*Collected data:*
• • • •

impl MediaMultiplexer {
    /// Creates a multiplexer with no running streams.
    #[must_use]
    pub fn new(
        audio_capture: Arc<dyn AudioCapture>,
        video_capture: Arc<dyn VideoCapture>,
        intervals: FlushIntervals,
    ) -> Self {
        Self {
            audio_capture,
            video_capture,
            intervals,
            audio: None,
            video: None,
        }
    }

    /// Returns `true` while the audio timer runs.
    #[must_use]
    pub fn is_audio_active(&self) -> bool {
        self.audio.as_ref().is_some_and(|stream| stream.task.is_active())
    }

    /// Returns `true` while the video timer runs.
    #[must_use]
    pub fn is_video_active(&self) -> bool {
        self.video.as_ref().is_some_and(|stream| stream.task.is_active())
    }

    /// Starts microphone capture and the audio flush timer.
    ///
    /// No-op if audio is already streaming on this connection.
    ///
    /// # Errors
    ///
    /// Returns [`Error::Capture`](crate::Error::Capture) if the microphone
    /// cannot be opened. The error is also logged.
    pub async fn start_audio(&mut self, scope: ConnectionScope) -> Result<()> {
        self.start_audio_stream(scope, AudioOrigin::Independent)
            .await
    }

    /// Starts camera capture plus audio, each with its own timer.
    ///
    /// A microphone failure is logged and does not prevent video.
    ///
    /// # Errors
    ///
    /// Returns [`Error::Capture`](crate::Error::Capture) if the camera
    /// cannot be opened.
    pub async fn start_video(&mut self, scope: ConnectionScope, sink: &VideoSink) -> Result<()> {
        if let Err(e) = self
            .start_audio_stream(scope.clone(), AudioOrigin::WithVideo)
            .await
        {
            warn!(error = %e, "Video chat continuing without audio");
        }

        if let Some(stream) = &self.video
            && stream.task.is_active()
            && stream.sink == *sink
        {
            trace!(%sink, "Video already streaming");
            return Ok(());
        }
        if let Some(stale) = self.video.take() {
            stale.task.stop();
        }

        if let Err(e) = self.video_capture.start_recording(sink).await {
            warn!(error = %e, "Error accessing camera");
            return Err(e);
        }

        let own = CancellationToken::new();
        let release = {
            let capture = Arc::clone(&self.video_capture);
            let sink = sink.clone();
            Release::new(move || capture.stop_recording(&sink))
        };
        let handle = tokio::spawn(run_video_flush(
            scope.clone(),
            own.clone(),
            Arc::clone(&self.video_capture),
            self.intervals.video,
            Arc::clone(&release),
        ));

        info!(connection = %scope.id(), %sink, "Video streaming started");

        self.video = Some(VideoStream {
            task: StreamTask {
                own,
                scope,
                release,
                handle,
            },
            sink: sink.clone(),
        });
        Ok(())
    }

    /// Stops the audio timer and releases the microphone.
    pub fn stop_audio(&mut self) {
        if let Some(stream) = self.audio.take() {
            stream.task.stop();
            debug!("Audio streaming stopped");
        }
    }

    /// Stops the video timer and releases the camera.
    ///
    /// Audio keeps running if it was started on its own.
    pub fn stop_video(&mut self, sink: &VideoSink) {
        if let Some(stream) = self.video.take() {
            if stream.sink != *sink {
                warn!(active = %stream.sink, requested = %sink, "Stopping video for a different sink");
            }
            stream.task.stop();
            debug!("Video streaming stopped");
        }

        if self
            .audio
            .as_ref()
            .is_some_and(|stream| stream.origin == AudioOrigin::WithVideo)
        {
            self.stop_audio();
        }
    }

    /// Stops both streams and discards any captured audio not yet sent.
    pub fn stop_all(&mut self) {
        if let Some(stream) = self.video.take() {
            stream.task.stop();
        }
        self.stop_audio();
        self.audio_capture.clear_buffer();
    }

    async fn start_audio_stream(&mut self, scope: ConnectionScope, origin: AudioOrigin) -> Result<()> {
        if let Some(stream) = &mut self.audio
            && stream.task.is_active()
        {
            if origin == AudioOrigin::Independent {
                stream.origin = AudioOrigin::Independent;
            }
            trace!("Audio already streaming");
            return Ok(());
        }
        if let Some(stale) = self.audio.take() {
            stale.task.stop();
        }

        if let Err(e) = self.audio_capture.start_recording().await {
            warn!(error = %e, "Error accessing microphone");
            return Err(e);
        }

        let own = CancellationToken::new();
        let release = {
            let capture = Arc::clone(&self.audio_capture);
            Release::new(move || capture.stop_recording())
        };
        let handle = tokio::spawn(run_audio_flush(
            scope.clone(),
            own.clone(),
            Arc::clone(&self.audio_capture),
            self.intervals.audio,
            Arc::clone(&release),
        ));

        info!(connection = %scope.id(), ?origin, "Audio streaming started");

        self.audio = Some(AudioStream {
            task: StreamTask {
                own,
                scope,
                release,
                handle,
            },
            origin,
        });
        Ok(())
    }
}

• • • •

*EXERCISE OBJECTIVE:* Could you restate every record word for word?

*EXERCISE ANSWER:*
impl MediaMultiplexer {
    /// Creates a multiplexer with no running streams.
    #[must_use]
    pub fn new(
        audio_capture: Arc<dyn AudioCapture>,
        video_capture: Arc<dyn VideoCapture>,
        intervals: FlushIntervals,
    ) -> Self {
        Self {
            audio_capture,
            video_capture,
            intervals,
            audio: None,
            video: None,
        }
    }

    /// Returns `true` while the audio timer runs.
    #[must_use]
    pub fn is_audio_active(&self) -> bool {
        self.audio.as_ref().is_some_and(|stream| stream.task.is_active())
    }

    /// Returns `true` while the video timer runs.
    #[must_use]
    pub fn is_video_active(&self) -> bool {
        self.video.as_ref().is_some_and(|stream| stream.task.is_active())
    }

    /// Starts microphone capture and the audio flush timer.
    ///
    /// No-op if audio is already streaming on this connection.
    ///
    /// # Errors
    ///
    /// Returns [`Error::Capture`](crate::Error::Capture) if the microphone
    /// cannot be opened. The error is also logged.
    pub async fn start_audio(&mut self, scope: ConnectionScope) -> Result<()> {
        self.start_audio_stream(scope, AudioOrigin::Independent)
            .await
    }

    /// Starts camera capture plus audio, each with its own timer.
    ///
    /// A microphone failure is logged and does not prevent video.
    ///
    /// # Errors
    ///
    /// Returns [`Error::Capture`](crate::Error::Capture) if the camera
    /// cannot be opened.
    pub async fn start_video(&mut self, scope: ConnectionScope, sink: &VideoSink) -> Result<()> {
        if let Err(e) = self
            .start_audio_stream(scope.clone(), AudioOrigin::WithVideo)
            .await
        {
            warn!(error = %e, "Video chat continuing without audio");
        }

        if let Some(stream) = &self.video
            && stream.task.is_active()
            && stream.sink == *sink
        {
            trace!(%sink, "Video already streaming");
            return Ok(());
        }
        if let Some(stale) = self.video.take() {
            stale.task.stop();
        }

        if let Err(e) = self.video_capture.start_recording(sink).await {
            warn!(error = %e, "Error accessing camera");
            return Err(e);
        }

        let own = CancellationToken::new();
        let release = {
            let capture = Arc::clone(&self.video_capture);
            let sink = sink.clone();
            Release::new(move || capture.stop_recording(&sink))
        };
        let handle = tokio::spawn(run_video_flush(
            scope.clone(),
            own.clone(),
            Arc::clone(&self.video_capture),
            self.intervals.video,
            Arc::clone(&release),
        ));

        info!(connection = %scope.id(), %sink, "Video streaming started");

        self.video = Some(VideoStream {
            task: StreamTask {
                own,
                scope,
                release,
                handle,
            },
            sink: sink.clone(),
        });
        Ok(())
    }

    /// Stops the audio timer and releases the microphone.
    pub fn stop_audio(&mut self) {
        if let Some(stream) = self.audio.take() {
            stream.task.stop();
            debug!("Audio streaming stopped");
        }
    }

    /// Stops the video timer and releases the camera.
    ///
    /// Audio keeps running if it was started on its own.
    pub fn stop_video(&mut self, sink: &VideoSink) {
        if let Some(stream) = self.video.take() {
            if stream.sink != *sink {
                warn!(active = %stream.sink, requested = %sink, "Stopping video for a different sink");
            }
            stream.task.stop();
            debug!("Video streaming stopped");
        }

        if self
            .audio
            .as_ref()
            .is_some_and(|stream| stream.origin == AudioOrigin::WithVideo)
        {
            self.stop_audio();
        }
    }

    /// Stops both streams and discards any captured audio not yet sent.
    pub fn stop_all(&mut self) {
        if let Some(stream) = self.video.take() {
            stream.task.stop();
        }
        self.stop_audio();
        self.audio_capture.clear_buffer();
    }

    async fn start_audio_stream(&mut self, scope: ConnectionScope, origin: AudioOrigin) -> Result<()> {
        if let Some(stream) = &mut self.audio
            && stream.task.is_active()
        {
            if origin == AudioOrigin::Independent {
                stream.origin = AudioOrigin::Independent;
            }
            trace!("Audio already streaming");
            return Ok(());
        }
        if let Some(stale) = self.audio.take() {
            stale.task.stop();
        }

        if let Err(e) = self.audio_capture.start_recording().await {
            warn!(error = %e, "Error accessing microphone");
            return Err(e);
        }

        let own = CancellationToken::new();
        let release = {
            let capture = Arc::clone(&self.audio_capture);
            Release::new(move || capture.stop_recording())
        };
        let handle = tokio::spawn(run_audio_flush(
            scope.clone(),
            own.clone(),
            Arc::clone(&self.audio_capture),
            self.intervals.audio,
            Arc::clone(&release),
        ));

        info!(connection = %scope.id(), ?origin, "Audio streaming started");

        self.audio = Some(AudioStream {
            task: StreamTask {
                own,
                scope,
                release,
                handle,
            },
            origin,
        });
        Ok(())
    }
}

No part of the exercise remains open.